2010-10-03 Thread Raymond Wan
Hi all,

I'm not involved in either mentoring nor creating...just lurking on
the mailing list.  :-)


On Mon, Oct 4, 2010 at 00:21, Paul Wise p...@debian.org wrote:
 An expansion...

 I used to do regular reviews of every unanswered recent RFS. Mostly I
 stopped doing those due to lack of time. After a while doing them got
 demotivating due to the amount of problems with most packages and the
 lack of response to issues, or if there was a response there were a
 few things fixed but everything else ignored. During this my policy
 was to not sponsor any packages, just to improve their quality.

 If mentors.d.n were to gain the quality metrics stuff planned for
 debexpo, perhaps the average quality of RFS entries would go up and
 reviewing and uploading packages would be enjoyable again. If that
 were to happen I would definitely set the metrics I would like to see
 in my profile and look at packages that met those criteria.

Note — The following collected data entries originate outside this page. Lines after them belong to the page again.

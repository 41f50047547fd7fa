use std::sync::Arc;

use atrium_core::{AppResult, Page, PageRequest};
use atrium_domain::AuditRecord;

use crate::audit_ports::AuditStore;
use crate::paged_query;

/// Read-side service over the append-only audit ledger.
///
/// Both listing shapes are kept: small audit domains read the full set with
/// [`AuditQueryService::list`], high-volume domains page through
/// [`AuditQueryService::list_paged`] and get totals.
#[derive(Clone)]
pub struct AuditQueryService {
    store: Arc<dyn AuditStore>,
}

impl AuditQueryService {
    /// Creates a query service over an audit store implementation.
    #[must_use]
    pub fn new(store: Arc<dyn AuditStore>) -> Self {
        Self { store }
    }

    /// Returns every audit row, newest `modified_at` first.
    ///
    /// The sort is stable, so rows with equal timestamps keep their
    /// insertion order. An empty store yields an empty vector, not an error.
    pub async fn list(&self) -> AppResult<Vec<AuditRecord>> {
        let mut rows = self.store.fetch_rows().await?;
        rows.sort_by(|left, right| right.modified_at().cmp(&left.modified_at()));
        Ok(rows)
    }

    /// Returns one page of audit rows, newest `modified_at` first.
    pub async fn list_paged(&self, request: &PageRequest) -> AppResult<Page<AuditRecord>> {
        let rows = self.store.fetch_rows().await?;
        paged_query::query(rows, |_| true, |row| row.modified_at(), true, request)
    }
}

#[cfg(test)]
mod tests {
    use std::sync::Arc;

    use async_trait::async_trait;
    use atrium_core::{AppError, AppResult, PageRequest};
    use atrium_domain::{AuditAction, AuditRecord};
    use chrono::{Duration, Utc};
    use serde_json::{Map, json};
    use tokio::sync::Mutex;

    use crate::audit_ports::AuditStore;

    use super::AuditQueryService;

    struct FakeAuditStore {
        rows: Mutex<Vec<AuditRecord>>,
    }

    impl FakeAuditStore {
        fn new() -> Self {
            Self {
                rows: Mutex::new(Vec::new()),
            }
        }
    }

    #[async_trait]
    impl AuditStore for FakeAuditStore {
        async fn append_row(&self, record: AuditRecord) -> AppResult<AuditRecord> {
            let mut rows = self.rows.lock().await;
            let stored = record.with_log_id(rows.len() as i64 + 1);
            rows.push(stored.clone());
            Ok(stored)
        }

        async fn fetch_rows(&self) -> AppResult<Vec<AuditRecord>> {
            Ok(self.rows.lock().await.clone())
        }
    }

    struct UnavailableAuditStore;

    #[async_trait]
    impl AuditStore for UnavailableAuditStore {
        async fn append_row(&self, _record: AuditRecord) -> AppResult<AuditRecord> {
            Err(AppError::StorageUnavailable("connection refused".to_owned()))
        }

        async fn fetch_rows(&self) -> AppResult<Vec<AuditRecord>> {
            Err(AppError::StorageUnavailable("connection refused".to_owned()))
        }
    }

    fn record(name: &str, days_ago: i64) -> AuditRecord {
        let mut fields = Map::new();
        fields.insert("name".to_owned(), json!(name));

        AuditRecord::new(
            name,
            fields,
            Utc::now() - Duration::days(days_ago),
            AuditAction::Updated,
        )
        .unwrap_or_else(|_| unreachable!())
    }

    async fn seeded_store() -> Arc<FakeAuditStore> {
        let store = Arc::new(FakeAuditStore::new());
        for (name, days_ago) in [("oldest", 2), ("middle", 1), ("newest", 0)] {
            let appended = store.append_row(record(name, days_ago)).await;
            assert!(appended.is_ok());
        }

        store
    }

    #[tokio::test]
    async fn list_returns_newest_first() {
        let service = AuditQueryService::new(seeded_store().await);

        let rows = service.list().await.unwrap_or_default();
        let names: Vec<&str> = rows.iter().map(|row| row.entity_name().as_str()).collect();
        assert_eq!(names, ["newest", "middle", "oldest"]);
    }

    #[tokio::test]
    async fn equal_timestamps_keep_insertion_order() {
        let store = Arc::new(FakeAuditStore::new());
        let stamp = Utc::now();

        for name in ["first", "second", "third"] {
            let mut fields = Map::new();
            fields.insert("name".to_owned(), json!(name));
            let row = AuditRecord::new(name, fields, stamp, AuditAction::Created)
                .unwrap_or_else(|_| unreachable!());
            assert!(store.append_row(row).await.is_ok());
        }

        let service = AuditQueryService::new(store);
        let rows = service.list().await.unwrap_or_default();
        let names: Vec<&str> = rows.iter().map(|row| row.entity_name().as_str()).collect();
        assert_eq!(names, ["first", "second", "third"]);
    }

    #[tokio::test]
    async fn empty_store_lists_as_empty_not_error() {
        let service = AuditQueryService::new(Arc::new(FakeAuditStore::new()));

        let rows = service.list().await;
        assert!(rows.is_ok());
        assert!(rows.unwrap_or_default().is_empty());

        let page_request = PageRequest::new(10, 0).unwrap_or_else(|_| unreachable!());
        let page = service.list_paged(&page_request).await;
        assert!(page.is_ok());

        let page = page.unwrap_or_else(|_| unreachable!());
        assert!(page.items().is_empty());
        assert_eq!(page.total_pages(), 0);
    }

    #[tokio::test]
    async fn paged_listing_keeps_descending_order_across_pages() {
        let service = AuditQueryService::new(seeded_store().await);

        let first_page_request = PageRequest::new(2, 0).unwrap_or_else(|_| unreachable!());
        let first = service.list_paged(&first_page_request).await;
        assert!(first.is_ok());

        let first = first.unwrap_or_else(|_| unreachable!());
        assert_eq!(first.total_count(), 3);
        assert_eq!(first.total_pages(), 2);
        assert_eq!(first.items()[0].entity_name().as_str(), "newest");

        let last_page_request = PageRequest::new(2, 1).unwrap_or_else(|_| unreachable!());
        let last = service.list_paged(&last_page_request).await;
        assert!(last.is_ok());

        let last = last.unwrap_or_else(|_| unreachable!());
        assert_eq!(last.items().len(), 1);
        assert_eq!(last.items()[0].entity_name().as_str(), "oldest");
    }

    #[tokio::test]
    async fn unreachable_store_surfaces_storage_unavailable() {
        let service = AuditQueryService::new(Arc::new(UnavailableAuditStore));

        let result = service.list().await;
        assert!(matches!(result, Err(AppError::StorageUnavailable(_))));
    }
}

But about Paul's message, one thing that would be nice to have is a
checklist or a decision tree for people to submit proposed packages.
 I did look through the documentation on how to create a package and
it is complete...but as with all things that are complete, it is also
a bit verbose.  :-)  But besides the checklist already there, perhaps
have one which has yes/no questions and if they are all yes', then
it's time to find a sponsor.  If a mentor finds out they were lax in
following the checklist, then maybe consider a temporary black
list...i.e., they can't ask for a sponsor for a fixed amount of time
or a particular package is blocked for a fixed amount of time.  Seems
worrying if mentors' time is being abused...maybe it is ok now [???]
but if things continue, then their time could be used for other things
(i.e., replying on this mailing list, which was the start of this
thread?).


 Another demotivator is people who treat the archive as a dumping
 ground for their pet package; do a one-shot upload to get it in and
 essentially leave it orphaned after that. I tried to avoid that by
 having a policy of not sponsoring anything, but I still have a few
 such packages on my DDPO page. I'm not sure how to avoid that but
 actually upload stuff regularly.


I also have another question as someone who is just a user and
probably doesn't know much.  But are packages that are uploaded into
Debian ever removed?  I've used Debian for many years and I think it
is great how all the packages work together flawlessly, but one minor
annoyance is the number of packages that do the same thing.  Having a
choice is always great, but one cannot tell if a package is actively
maintained or was someone's pet package that isn't looked after
anymore.

Or maybe there is an option to aptitude that lists the packages in
order of last update?

Even so, I haven't heard of a way for neglected packages to leave
Debian.  Is it possible or is it because distribution by CDs and even
DVDs is disappearing, it doesn't matter anymore?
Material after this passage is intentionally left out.